### HOW TO COMPLETE THIS TASK
In your answer, print each of the records below exactly.

----------

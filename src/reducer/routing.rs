//! Ownership routing for dispatched actions.

use crate::action::{Action, ItemId};

use super::{Extension, ReducerState};

/// Where an action lands relative to a reducer instance.
#[derive(Debug, Clone, Copy, PartialEq, Eq)]
pub(crate) enum Route<'a> {
    /// Not addressed to this reducer at all.
    NotMine,
    /// Addressed to a child collection inside an existing map entry.
    Nested {
        collection: &'a str,
        parent_id: &'a ItemId,
    },
    /// Addressed to this reducer; apply the tagged transition.
    Direct,
}

/// Route an action for a collection bound to `name` under `parent_id`.
///
/// A collection never yields [`Route::Nested`].
pub(crate) fn route_collection<'a>(
    name: &str,
    parent_id: Option<&ItemId>,
    action: &'a Action,
) -> Route<'a> {
    if action.collection.as_deref() != Some(name) {
        return Route::NotMine;
    }

    match &action.parent_id {
        Some(target) if Some(target) != parent_id => Route::NotMine,
        _ => Route::Direct,
    }
}

/// Route an action for a map bound to `name`.
///
/// `has_entry` reports whether the current map state holds a key; nested
/// routing only happens for existing entries.
pub(crate) fn route_map<'a>(
    name: &str,
    children: Option<&[String]>,
    action: &'a Action,
    has_entry: impl Fn(&ItemId) -> bool,
) -> Route<'a> {
    if action.map.as_deref() != Some(name) {
        return Route::NotMine;
    }

    let (Some(children), Some(collection), Some(parent_id)) = (
        children,
        action.collection.as_deref(),
        action.parent_id.as_ref(),
    ) else {
        return Route::Direct;
    };

    if !children.iter().any(|child| child == collection) {
        Route::NotMine
    } else if has_entry(parent_id) {
        Route::Nested {
            collection,
            parent_id,
        }
    } else {
        Route::Direct
    }
}

/// The not-recognized path: hand the state to the extension, if any.
pub(crate) fn fallback<S: ReducerState>(
    extension: Option<&Extension<S>>,
    state: S,
    action: &Action,
) -> S {
    match extension {
        Some(extension) => {
            tracing::trace!(tag = action.tag(), "delegating to extension reducer");
            extension.apply(state, action)
        }
        None => state,
    }
}

#[cfg(test)]
mod tests {
    use super::*;

    fn children() -> Vec<String> {
        vec!["comments".to_string(), "events".to_string()]
    }

    #[test]
    fn collection_requires_matching_name() {
        let action = Action::collection_is_complete("posts");
        assert_eq!(route_collection("posts", None, &action), Route::Direct);
        assert_eq!(route_collection("users", None, &action), Route::NotMine);
    }

    #[test]
    fn collection_without_name_is_not_mine() {
        let action = Action::custom("TEST", Default::default());
        assert_eq!(route_collection("posts", None, &action), Route::NotMine);
    }

    #[test]
    fn collection_parent_id_must_match_binding() {
        let action = Action::collection_is_complete("comments").nested_in("posts", ItemId::Int(1));
        let one = ItemId::Int(1);
        let two = ItemId::Int(2);
        assert_eq!(route_collection("comments", Some(&one), &action), Route::Direct);
        assert_eq!(route_collection("comments", Some(&two), &action), Route::NotMine);
        assert_eq!(route_collection("comments", None, &action), Route::NotMine);
    }

    #[test]
    fn collection_absent_parent_id_matches_any_binding() {
        let action = Action::collection_is_complete("comments");
        let one = ItemId::Int(1);
        assert_eq!(route_collection("comments", Some(&one), &action), Route::Direct);
    }

    #[test]
    fn map_requires_matching_name() {
        let action = Action::map_remove("users", ItemId::Int(1));
        assert_eq!(route_map("posts", None, &action, |_| true), Route::NotMine);
        assert_eq!(route_map("users", None, &action, |_| true), Route::Direct);
    }

    #[test]
    fn map_foreign_child_collection_is_not_mine() {
        let children = children();
        let action = Action::collection_append("cats", vec![]).nested_in("posts", ItemId::Int(1));
        assert_eq!(
            route_map("posts", Some(&children), &action, |_| true),
            Route::NotMine
        );
    }

    #[test]
    fn map_known_child_with_entry_is_nested() {
        let children = children();
        let action = Action::collection_append("events", vec![]).nested_in("posts", ItemId::Int(1));
        assert_eq!(
            route_map("posts", Some(&children), &action, |id| *id == ItemId::Int(1)),
            Route::Nested {
                collection: "events",
                parent_id: &ItemId::Int(1)
            }
        );
    }

    #[test]
    fn map_known_child_without_entry_is_direct() {
        let children = children();
        let action = Action::collection_append("events", vec![]).nested_in("posts", ItemId::Int(3));
        assert_eq!(
            route_map("posts", Some(&children), &action, |_| false),
            Route::Direct
        );
    }

    #[test]
    fn map_without_children_never_nests() {
        let action = Action::collection_append("events", vec![]).nested_in("posts", ItemId::Int(1));
        assert_eq!(route_map("posts", None, &action, |_| true), Route::Direct);
    }

    #[test]
    fn map_nests_on_parent_id_zero() {
        let children = children();
        let action = Action::collection_is_complete("comments").nested_in("posts", ItemId::Int(0));
        assert!(matches!(
            route_map("posts", Some(&children), &action, |_| true),
            Route::Nested { .. }
        ));
    }
}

----------

### RESPONSE
filename src/reducer/routing.rs
//! Ownership routing for dispatched actions.

use crate::action::{Action, ItemId};

use super::{Extension, ReducerState};

/// Where an action lands relative to a reducer instance.
#[derive(Debug, Clone, Copy, PartialEq, Eq)]
pub(crate) enum Route<'a> {
    /// Not addressed to this reducer at all.
    NotMine,
    /// Addressed to a child collection inside an existing map entry.
    Nested {
        collection: &'a str,
        parent_id: &'a ItemId,
    },
    /// Addressed to this reducer; apply the tagged transition.
    Direct,
}

/// Route an action for a collection bound to `name` under `parent_id`.
///
/// A collection never yields [`Route::Nested`].
pub(crate) fn route_collection<'a>(
    name: &str,
    parent_id: Option<&ItemId>,
    action: &'a Action,
) -> Route<'a> {
    if action.collection.as_deref() != Some(name) {
        return Route::NotMine;
    }

    match &action.parent_id {
        Some(target) if Some(target) != parent_id => Route::NotMine,
        _ => Route::Direct,
    }
}

/// Route an action for a map bound to `name`.
///
/// `has_entry` reports whether the current map state holds a key; nested
/// routing only happens for existing entries.
pub(crate) fn route_map<'a>(
    name: &str,
    children: Option<&[String]>,
    action: &'a Action,
    has_entry: impl Fn(&ItemId) -> bool,
) -> Route<'a> {
    if action.map.as_deref() != Some(name) {
        return Route::NotMine;
    }

    let (Some(children), Some(collection), Some(parent_id)) = (
        children,
        action.collection.as_deref(),
        action.parent_id.as_ref(),
    ) else {
        return Route::Direct;
    };

    if !children.iter().any(|child| child == collection) {
        Route::NotMine
    } else if has_entry(parent_id) {
        Route::Nested {
            collection,
            parent_id,
        }
    } else {
        Route::Direct
    }
}

/// The not-recognized path: hand the state to the extension, if any.
pub(crate) fn fallback<S: ReducerState>(
    extension: Option<&Extension<S>>,
    state: S,
    action: &Action,
) -> S {
    match extension {
        Some(extension) => {
            tracing::trace!(tag = action.tag(), "delegating to extension reducer");
            extension.apply(state, action)
        }
        None => state,
    }
}

#[cfg(test)]
mod tests {
    use super::*;

    fn children() -> Vec<String> {
        vec!["comments".to_string(), "events".to_string()]
    }

    #[test]
    fn collection_requires_matching_name() {
        let action = Action::collection_is_complete("posts");
        assert_eq!(route_collection("posts", None, &action), Route::Direct);
        assert_eq!(route_collection("users", None, &action), Route::NotMine);
    }

    #[test]
    fn collection_without_name_is_not_mine() {
        let action = Action::custom("TEST", Default::default());
        assert_eq!(route_collection("posts", None, &action), Route::NotMine);
    }

    #[test]
    fn collection_parent_id_must_match_binding() {
        let action = Action::collection_is_complete("comments").nested_in("posts", ItemId::Int(1));
        let one = ItemId::Int(1);
        let two = ItemId::Int(2);
        assert_eq!(route_collection("comments", Some(&one), &action), Route::Direct);
        assert_eq!(route_collection("comments", Some(&two), &action), Route::NotMine);
        assert_eq!(route_collection("comments", None, &action), Route::NotMine);
    }

    #[test]
    fn collection_absent_parent_id_matches_any_binding() {
        let action = Action::collection_is_complete("comments");
        let one = ItemId::Int(1);
        assert_eq!(route_collection("comments", Some(&one), &action), Route::Direct);
    }

    #[test]
    fn map_requires_matching_name() {
        let action = Action::map_remove("users", ItemId::Int(1));
        assert_eq!(route_map("posts", None, &action, |_| true), Route::NotMine);
        assert_eq!(route_map("users", None, &action, |_| true), Route::Direct);
    }

    #[test]
    fn map_foreign_child_collection_is_not_mine() {
        let children = children();
        let action = Action::collection_append("cats", vec![]).nested_in("posts", ItemId::Int(1));
        assert_eq!(
            route_map("posts", Some(&children), &action, |_| true),
            Route::NotMine
        );
    }

    #[test]
    fn map_known_child_with_entry_is_nested() {
        let children = children();
        let action = Action::collection_append("events", vec![]).nested_in("posts", ItemId::Int(1));
        assert_eq!(
            route_map("posts", Some(&children), &action, |id| *id == ItemId::Int(1)),
            Route::Nested {
                collection: "events",
                parent_id: &ItemId::Int(1)
            }
        );
    }

    #[test]
    fn map_known_child_without_entry_is_direct() {
        let children = children();
        let action = Action::collection_append("events", vec![]).nested_in("posts", ItemId::Int(3));
        assert_eq!(
            route_map("posts", Some(&children), &action, |_| false),
            Route::Direct
        );
    }

    #[test]
    fn map_without_children_never_nests() {
        let action = Action::collection_append("events", vec![]).nested_in("posts", ItemId::Int(1));
        assert_eq!(route_map("posts", None, &action, |_| true), Route::Direct);
    }

    #[test]
    fn map_nests_on_parent_id_zero() {
        let children = children();
        let action = Action::collection_is_complete("comments").nested_in("posts", ItemId::Int(0));
        assert!(matches!(
            route_map("posts", Some(&children), &action, |_| true),
            Route::Nested { .. }
        ));
    }
}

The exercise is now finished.